Mountain in Pakistan

Malubiting, also known as Malubiting West, ranks as the second highest peak between the Haramosh and Hispar valleys in the Karakoram range in Pakistan. It is situated between Bilchar Dobani and Haramosh Peak, in the Gilgit-Baltistan region.

== Location ==
Malubiting is situated at the core of the Rakaposhi-Haramosh Mountains, which tower over the northern bank of the Indus River. It is located approximately 50 km to the east of Gilgit, the principal town in the area.

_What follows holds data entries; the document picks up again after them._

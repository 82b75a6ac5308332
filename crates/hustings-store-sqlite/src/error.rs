//! Error type for `hustings-store-sqlite`.

use hustings_core::person::{ElectionSlug, PersonId};
use thiserror::Error;

#[derive(Debug, Error)]
pub enum Error {
  #[error("core error: {0}")]
  Core(#[from] hustings_core::Error),

  #[error("database error: {0}")]
  Database(#[from] tokio_rusqlite::Error),

  #[error("sqlite error: {0}")]
  Sqlite(#[from] rusqlite::Error),

  #[error("json error: {0}")]
  Json(#[from] serde_json::Error),

  #[error("date/time parse error: {0}")]
  DateParse(String),

  #[error("result {result_id} has an out-of-range vote count: {votes}")]
  VoteCount {
    result_id: i64,
    votes:     i64,
  },

  /// A result was submitted for an election the person is not standing in.
  #[error("person {person_id} is not standing in {election}")]
  NoCandidacy {
    person_id: PersonId,
    election:  ElectionSlug,
  },
}

pub type Result<T, E = Error> = std::result::Result<T, E>;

To the southwest, Malubiting ascends sharply above the Haramosh Jutial village along the banks of the Phuparash River, and to the east, the extensive Chogo Lungma Glacier originates from its slopes.

== Climbing history ==
Malubiting was unsuccessfully attempted in 1955, 1959, 1968, 1969, 1970, and 1971 before the first ascent in 1971. In that year an Austrian team led by Horst Schindlbacher reached the summit on August 23 via the Northeast Ridge, ascending the North Peak and skirting the Central Peak on the way.

According to the Himalayan Index, there has been only one additional ascent, by a Swiss-German team in 1997, via the original route. (There may, however, have been other ascents that did not make it into the Index.)